What the task requires – In the data below, locate each line with the word "exchange" and list it.

Dataset extract –
______

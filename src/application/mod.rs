//! Application Layer
//!
//! Use cases built on the domain ports.

pub mod delegation_resolver;
pub mod query_dispatcher;

pub use delegation_resolver::DelegationResolver;
pub use query_dispatcher::QueryDispatcher;
//! Domain Layer
//!
//! Entities, value objects, pure services and the ports the outer layers
//! implement.

pub mod entities;
pub mod error;
pub mod ports;
pub mod services;
pub mod value_objects;
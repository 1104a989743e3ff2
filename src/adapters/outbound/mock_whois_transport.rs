//! Scripted WhoisTransport for unit tests.

use crate::domain::error::LookupError;
use crate::domain::ports::WhoisTransport;
use crate::domain::value_objects::WhoisHost;
use async_trait::async_trait;
use parking_lot::Mutex;
use std::collections::HashMap;
use std::io;
use std::time::Duration;
use tokio_util::sync::CancellationToken;

/// Answers queries from a host -> response table and records every call.
///
/// Hosts are matched after scheme stripping. Unknown hosts fail as a
/// refused connection.
#[derive(Default)]
pub struct MockTransport {
    responses: Mutex<HashMap<String, Result<String, LookupError>>>,
    calls: Mutex<Vec<(String, String)>>,
    delay: Option<Duration>,
}

impl MockTransport {
    pub fn new() -> Self {
        Self::default()
    }

    pub fn with(self, host: &str, body: &str) -> Self {
        self.set(host, Ok(body.to_string()));
        self
    }

    /// Hold every response for `delay`, honouring cancellation.
    pub fn with_delay(mut self, delay: Duration) -> Self {
        self.delay = Some(delay);
        self
    }

    pub fn set(&self, host: &str, response: Result<String, LookupError>) {
        self.responses.lock().insert(Self::key(host), response);
    }

    /// Hosts queried so far, in order.
    pub fn hosts(&self) -> Vec<String> {
        self.calls.lock().iter().map(|(h, _)| h.clone()).collect()
    }

    /// Query lines' addresses, in order.
    pub fn ips(&self) -> Vec<String> {
        self.calls.lock().iter().map(|(_, ip)| ip.clone()).collect()
    }

    pub fn call_count(&self) -> usize {
        self.calls.lock().len()
    }

    /// Calls made to `host`.
    pub fn calls_to(&self, host: &str) -> usize {
        let key = Self::key(host);
        self.calls.lock().iter().filter(|(h, _)| *h == key).count()
    }

    fn key(host: &str) -> String {
        WhoisHost::parse(host)
            .map(|h| h.to_string())
            .unwrap_or_else(|| host.to_string())
    }
}

#[async_trait]
impl WhoisTransport for MockTransport {
    async fn query(
        &self,
        cancel: &CancellationToken,
        host: &str,
        ip: &str,
    ) -> Result<String, LookupError> {
        if cancel.is_cancelled() {
            return Err(LookupError::Cancelled);
        }

        let key = Self::key(host);
        self.calls.lock().push((key.clone(), ip.to_string()));

        if let Some(delay) = self.delay {
            tokio::select! {
                _ = cancel.cancelled() => return Err(LookupError::Cancelled),
                _ = tokio::time::sleep(delay) => {}
            }
        }

        self.responses.lock().get(&key).cloned().unwrap_or_else(|| {
            Err(LookupError::dial(
                key,
                io::Error::new(io::ErrorKind::ConnectionRefused, "no such mock host"),
            ))
        })
    }
}
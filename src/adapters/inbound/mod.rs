mod line_frontend;

pub use line_frontend::{format_result, LineFrontend};
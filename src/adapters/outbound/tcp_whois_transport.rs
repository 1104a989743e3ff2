//! TCP WHOIS Transport
//!
//! Implements WhoisTransport over plain TCP (RFC 3912).

use crate::domain::error::LookupError;
use crate::domain::ports::WhoisTransport;
use crate::domain::value_objects::WhoisHost;
use async_trait::async_trait;
use std::io;
use std::time::Duration;
use tokio::io::{AsyncReadExt, AsyncWriteExt};
use tokio::net::TcpStream;
use tokio_util::sync::CancellationToken;

/// TCP transport configuration.
#[derive(Debug, Clone)]
pub struct TransportConfig {
    /// Maximum time to establish the connection
    pub connect_timeout: Duration,
    /// Responses longer than this are rejected
    pub max_response_bytes: usize,
}

impl Default for TransportConfig {
    fn default() -> Self {
        Self {
            connect_timeout: Duration::from_secs(10),
            max_response_bytes: 1024 * 1024,
        }
    }
}

/// Plain TCP WHOIS client.
///
/// One connection per query: connect, write the query line with CRLF, read
/// until the server closes. Each step races the cancellation token, and the
/// stream is dropped on every exit path.
pub struct TcpWhoisTransport {
    config: TransportConfig,
}

impl TcpWhoisTransport {
    pub fn new(config: TransportConfig) -> Self {
        Self { config }
    }

    async fn exchange(
        &self,
        cancel: &CancellationToken,
        host: &WhoisHost,
        ip: &str,
    ) -> Result<String, LookupError> {
        let target = host.to_string();

        let connect = tokio::time::timeout(
            self.config.connect_timeout,
            TcpStream::connect((host.name(), host.port())),
        );
        let mut stream = tokio::select! {
            biased;
            _ = cancel.cancelled() => return Err(LookupError::Cancelled),
            res = connect => match res {
                Ok(Ok(stream)) => stream,
                Ok(Err(e)) => return Err(LookupError::dial(target, e)),
                Err(_) => {
                    return Err(LookupError::dial(
                        target,
                        io::Error::new(io::ErrorKind::TimedOut, "connect timed out"),
                    ))
                }
            },
        };

        let line = format!("{}\r\n", host.query_line(ip));
        tokio::select! {
            biased;
            _ = cancel.cancelled() => return Err(LookupError::Cancelled),
            res = stream.write_all(line.as_bytes()) => {
                res.map_err(|e| LookupError::write(target.as_str(), e))?;
            }
        }

        // One byte over the cap is enough to tell an oversized response apart.
        let limit = self.config.max_response_bytes as u64 + 1;
        let mut buf = Vec::new();
        let mut reader = (&mut stream).take(limit);
        tokio::select! {
            biased;
            _ = cancel.cancelled() => return Err(LookupError::Cancelled),
            res = reader.read_to_end(&mut buf) => {
                res.map_err(|e| LookupError::read(target.as_str(), e))?;
            }
        }

        if buf.len() > self.config.max_response_bytes {
            return Err(LookupError::read(
                target,
                io::Error::new(
                    io::ErrorKind::InvalidData,
                    format!(
                        "response exceeds {} bytes",
                        self.config.max_response_bytes
                    ),
                ),
            ));
        }

        Ok(String::from_utf8_lossy(&buf).into_owned())
    }
}

impl Default for TcpWhoisTransport {
    fn default() -> Self {
        Self::new(TransportConfig::default())
    }
}

#[async_trait]
impl WhoisTransport for TcpWhoisTransport {
    async fn query(
        &self,
        cancel: &CancellationToken,
        host: &str,
        ip: &str,
    ) -> Result<String, LookupError> {
        if cancel.is_cancelled() {
            return Err(LookupError::Cancelled);
        }

        let host = WhoisHost::parse(host).ok_or_else(|| {
            LookupError::dial(
                host,
                io::Error::new(io::ErrorKind::InvalidInput, "invalid WHOIS host"),
            )
        })?;

        tracing::debug!("querying {} for {}", host, ip);
        self.exchange(cancel, &host, ip).await
    }
}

______

Your response –
    async fn exchange(
        self.exchange(cancel, &host, ip).await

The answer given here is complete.